| PROBLEM DESCRIPTION |
Could you reproduce the lines below from the one with "for one tower." through the one with "while let Some(pos)"? Keep both ends and add nothing.
:: SUPPLIED ENTRIES
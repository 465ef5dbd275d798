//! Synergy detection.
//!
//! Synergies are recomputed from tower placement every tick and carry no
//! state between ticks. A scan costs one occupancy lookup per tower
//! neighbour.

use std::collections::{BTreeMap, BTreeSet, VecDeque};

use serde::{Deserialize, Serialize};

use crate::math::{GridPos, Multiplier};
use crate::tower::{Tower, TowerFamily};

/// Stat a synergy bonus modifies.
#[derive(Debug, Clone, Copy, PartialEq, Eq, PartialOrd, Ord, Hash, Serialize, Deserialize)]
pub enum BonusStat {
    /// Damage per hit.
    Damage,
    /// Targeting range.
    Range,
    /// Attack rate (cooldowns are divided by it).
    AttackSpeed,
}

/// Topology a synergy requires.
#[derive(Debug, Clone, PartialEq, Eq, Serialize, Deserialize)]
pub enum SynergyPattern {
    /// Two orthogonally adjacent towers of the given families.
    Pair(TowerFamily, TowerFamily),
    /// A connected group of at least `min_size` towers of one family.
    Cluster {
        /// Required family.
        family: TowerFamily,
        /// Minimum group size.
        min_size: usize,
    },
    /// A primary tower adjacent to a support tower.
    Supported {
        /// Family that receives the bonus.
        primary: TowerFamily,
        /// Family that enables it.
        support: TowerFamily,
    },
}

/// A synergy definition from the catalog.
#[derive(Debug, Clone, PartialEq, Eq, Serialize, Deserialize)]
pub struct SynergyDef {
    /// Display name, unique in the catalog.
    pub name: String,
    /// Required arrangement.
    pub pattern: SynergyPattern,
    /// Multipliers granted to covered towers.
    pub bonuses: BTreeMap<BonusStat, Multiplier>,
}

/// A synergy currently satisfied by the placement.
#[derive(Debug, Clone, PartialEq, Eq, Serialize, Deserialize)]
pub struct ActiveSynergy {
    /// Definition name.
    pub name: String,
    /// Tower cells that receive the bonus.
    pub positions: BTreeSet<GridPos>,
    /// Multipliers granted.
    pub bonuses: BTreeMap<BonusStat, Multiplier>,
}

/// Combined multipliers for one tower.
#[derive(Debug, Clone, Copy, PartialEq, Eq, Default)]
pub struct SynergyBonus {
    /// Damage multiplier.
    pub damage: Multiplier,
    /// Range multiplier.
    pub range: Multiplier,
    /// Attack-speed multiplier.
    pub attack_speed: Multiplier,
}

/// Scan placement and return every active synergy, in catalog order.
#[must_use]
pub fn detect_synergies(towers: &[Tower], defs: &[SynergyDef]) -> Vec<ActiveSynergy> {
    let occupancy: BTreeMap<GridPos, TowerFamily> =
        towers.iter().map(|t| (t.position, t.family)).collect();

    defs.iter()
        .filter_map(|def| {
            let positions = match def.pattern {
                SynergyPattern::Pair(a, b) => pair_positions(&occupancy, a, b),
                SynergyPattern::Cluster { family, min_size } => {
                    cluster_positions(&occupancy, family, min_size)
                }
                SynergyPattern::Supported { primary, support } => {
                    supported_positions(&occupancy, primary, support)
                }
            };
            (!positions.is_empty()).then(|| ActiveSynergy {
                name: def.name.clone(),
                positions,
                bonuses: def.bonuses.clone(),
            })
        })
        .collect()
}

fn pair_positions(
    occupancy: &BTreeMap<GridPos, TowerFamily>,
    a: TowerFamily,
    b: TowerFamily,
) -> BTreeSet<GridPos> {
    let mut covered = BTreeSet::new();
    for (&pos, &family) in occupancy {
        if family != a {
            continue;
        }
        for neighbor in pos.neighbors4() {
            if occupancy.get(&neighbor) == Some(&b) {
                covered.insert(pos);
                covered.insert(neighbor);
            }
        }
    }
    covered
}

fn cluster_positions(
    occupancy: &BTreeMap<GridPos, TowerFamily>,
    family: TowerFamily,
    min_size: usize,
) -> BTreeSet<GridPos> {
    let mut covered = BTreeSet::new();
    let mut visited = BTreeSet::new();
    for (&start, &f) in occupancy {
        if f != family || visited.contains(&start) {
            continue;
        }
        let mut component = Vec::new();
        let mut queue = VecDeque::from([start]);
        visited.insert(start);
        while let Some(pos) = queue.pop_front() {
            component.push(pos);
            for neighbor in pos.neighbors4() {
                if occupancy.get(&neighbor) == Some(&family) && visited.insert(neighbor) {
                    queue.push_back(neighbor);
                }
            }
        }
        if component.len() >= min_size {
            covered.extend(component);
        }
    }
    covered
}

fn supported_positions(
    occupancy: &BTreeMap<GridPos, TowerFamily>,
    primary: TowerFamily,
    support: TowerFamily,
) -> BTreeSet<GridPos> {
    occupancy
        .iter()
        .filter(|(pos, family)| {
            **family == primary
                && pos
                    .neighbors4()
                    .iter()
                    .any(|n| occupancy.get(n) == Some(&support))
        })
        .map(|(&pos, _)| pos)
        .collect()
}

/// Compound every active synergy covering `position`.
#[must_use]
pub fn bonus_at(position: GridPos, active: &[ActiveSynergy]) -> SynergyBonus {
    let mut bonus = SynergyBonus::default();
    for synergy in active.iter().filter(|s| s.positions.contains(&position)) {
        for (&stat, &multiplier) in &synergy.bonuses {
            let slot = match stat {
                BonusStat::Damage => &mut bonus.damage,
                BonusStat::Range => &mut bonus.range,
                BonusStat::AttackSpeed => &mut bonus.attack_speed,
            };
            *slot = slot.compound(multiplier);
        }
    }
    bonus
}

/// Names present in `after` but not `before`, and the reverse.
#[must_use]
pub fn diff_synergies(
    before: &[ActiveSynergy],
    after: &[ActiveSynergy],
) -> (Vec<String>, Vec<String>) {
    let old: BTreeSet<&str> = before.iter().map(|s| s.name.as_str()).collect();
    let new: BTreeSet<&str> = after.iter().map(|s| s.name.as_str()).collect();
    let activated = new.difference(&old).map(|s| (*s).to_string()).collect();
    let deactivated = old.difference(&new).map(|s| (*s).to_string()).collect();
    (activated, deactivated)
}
::::
:: SUPPLIED ENTRIES
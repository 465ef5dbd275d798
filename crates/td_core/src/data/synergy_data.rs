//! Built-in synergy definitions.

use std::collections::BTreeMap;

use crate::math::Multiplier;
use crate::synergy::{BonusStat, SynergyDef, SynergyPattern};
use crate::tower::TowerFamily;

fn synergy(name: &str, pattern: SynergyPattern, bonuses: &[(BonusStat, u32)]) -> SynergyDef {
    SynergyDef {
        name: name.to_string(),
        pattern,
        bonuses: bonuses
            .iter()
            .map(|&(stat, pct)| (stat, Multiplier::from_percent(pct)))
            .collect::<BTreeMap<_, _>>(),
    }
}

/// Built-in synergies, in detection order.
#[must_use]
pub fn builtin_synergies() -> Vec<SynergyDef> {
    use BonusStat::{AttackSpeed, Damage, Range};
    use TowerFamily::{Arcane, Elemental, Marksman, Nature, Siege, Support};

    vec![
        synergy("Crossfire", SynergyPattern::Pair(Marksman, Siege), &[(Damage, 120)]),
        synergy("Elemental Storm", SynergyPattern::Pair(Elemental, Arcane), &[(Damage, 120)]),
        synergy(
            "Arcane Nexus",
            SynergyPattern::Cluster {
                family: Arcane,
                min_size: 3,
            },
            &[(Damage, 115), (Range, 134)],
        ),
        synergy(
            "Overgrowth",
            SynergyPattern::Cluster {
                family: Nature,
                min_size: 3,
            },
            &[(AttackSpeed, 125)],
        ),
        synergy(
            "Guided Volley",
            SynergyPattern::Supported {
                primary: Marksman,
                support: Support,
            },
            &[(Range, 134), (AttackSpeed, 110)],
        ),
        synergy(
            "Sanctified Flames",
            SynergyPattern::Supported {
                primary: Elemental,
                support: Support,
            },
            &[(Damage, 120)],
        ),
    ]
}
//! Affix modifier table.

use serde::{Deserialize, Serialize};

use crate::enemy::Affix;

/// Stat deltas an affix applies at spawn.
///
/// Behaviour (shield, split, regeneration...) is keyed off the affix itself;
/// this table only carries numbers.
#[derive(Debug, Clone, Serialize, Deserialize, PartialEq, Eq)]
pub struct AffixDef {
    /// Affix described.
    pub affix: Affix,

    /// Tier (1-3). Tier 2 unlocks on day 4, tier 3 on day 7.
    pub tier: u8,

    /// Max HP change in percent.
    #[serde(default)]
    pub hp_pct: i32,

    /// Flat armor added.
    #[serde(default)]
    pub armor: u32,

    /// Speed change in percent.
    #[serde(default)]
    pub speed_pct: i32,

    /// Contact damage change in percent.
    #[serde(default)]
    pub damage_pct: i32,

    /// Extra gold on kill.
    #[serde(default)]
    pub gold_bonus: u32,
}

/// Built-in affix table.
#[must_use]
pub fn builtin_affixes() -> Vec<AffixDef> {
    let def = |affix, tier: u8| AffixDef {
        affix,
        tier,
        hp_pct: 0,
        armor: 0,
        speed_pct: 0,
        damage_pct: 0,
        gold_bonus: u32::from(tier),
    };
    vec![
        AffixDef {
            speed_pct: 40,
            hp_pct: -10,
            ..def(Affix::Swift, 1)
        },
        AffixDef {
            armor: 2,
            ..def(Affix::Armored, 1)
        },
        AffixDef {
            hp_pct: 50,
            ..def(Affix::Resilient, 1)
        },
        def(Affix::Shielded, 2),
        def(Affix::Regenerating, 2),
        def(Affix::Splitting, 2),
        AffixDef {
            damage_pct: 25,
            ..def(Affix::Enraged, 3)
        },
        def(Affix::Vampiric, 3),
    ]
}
::::
| RESPONSE TO THE TASK |
/// Combined multipliers for one tower.
#[derive(Debug, Clone, Copy, PartialEq, Eq, Default)]
pub struct SynergyBonus {
    /// Damage multiplier.
    pub damage: Multiplier,
    /// Range multiplier.
    pub range: Multiplier,
    /// Attack-speed multiplier.
    pub attack_speed: Multiplier,
}

/// Scan placement and return every active synergy, in catalog order.
#[must_use]
pub fn detect_synergies(towers: &[Tower], defs: &[SynergyDef]) -> Vec<ActiveSynergy> {
    let occupancy: BTreeMap<GridPos, TowerFamily> =
        towers.iter().map(|t| (t.position, t.family)).collect();

    defs.iter()
        .filter_map(|def| {
            let positions = match def.pattern {
                SynergyPattern::Pair(a, b) => pair_positions(&occupancy, a, b),
                SynergyPattern::Cluster { family, min_size } => {
                    cluster_positions(&occupancy, family, min_size)
                }
                SynergyPattern::Supported { primary, support } => {
                    supported_positions(&occupancy, primary, support)
                }
            };
            (!positions.is_empty()).then(|| ActiveSynergy {
                name: def.name.clone(),
                positions,
                bonuses: def.bonuses.clone(),
            })
        })
        .collect()
}

fn pair_positions(
    occupancy: &BTreeMap<GridPos, TowerFamily>,
    a: TowerFamily,
    b: TowerFamily,
) -> BTreeSet<GridPos> {
    let mut covered = BTreeSet::new();
    for (&pos, &family) in occupancy {
        if family != a {
            continue;
        }
        for neighbor in pos.neighbors4() {
            if occupancy.get(&neighbor) == Some(&b) {
                covered.insert(pos);
                covered.insert(neighbor);
            }
        }
    }
    covered
}

fn cluster_positions(
    occupancy: &BTreeMap<GridPos, TowerFamily>,
    family: TowerFamily,
    min_size: usize,
) -> BTreeSet<GridPos> {
    let mut covered = BTreeSet::new();
    let mut visited = BTreeSet::new();
    for (&start, &f) in occupancy {
        if f != family || visited.contains(&start) {
            continue;
        }
        let mut component = Vec::new();
        let mut queue = VecDeque::from([start]);
        visited.insert(start);
        while let Some(pos) = queue.pop_front() {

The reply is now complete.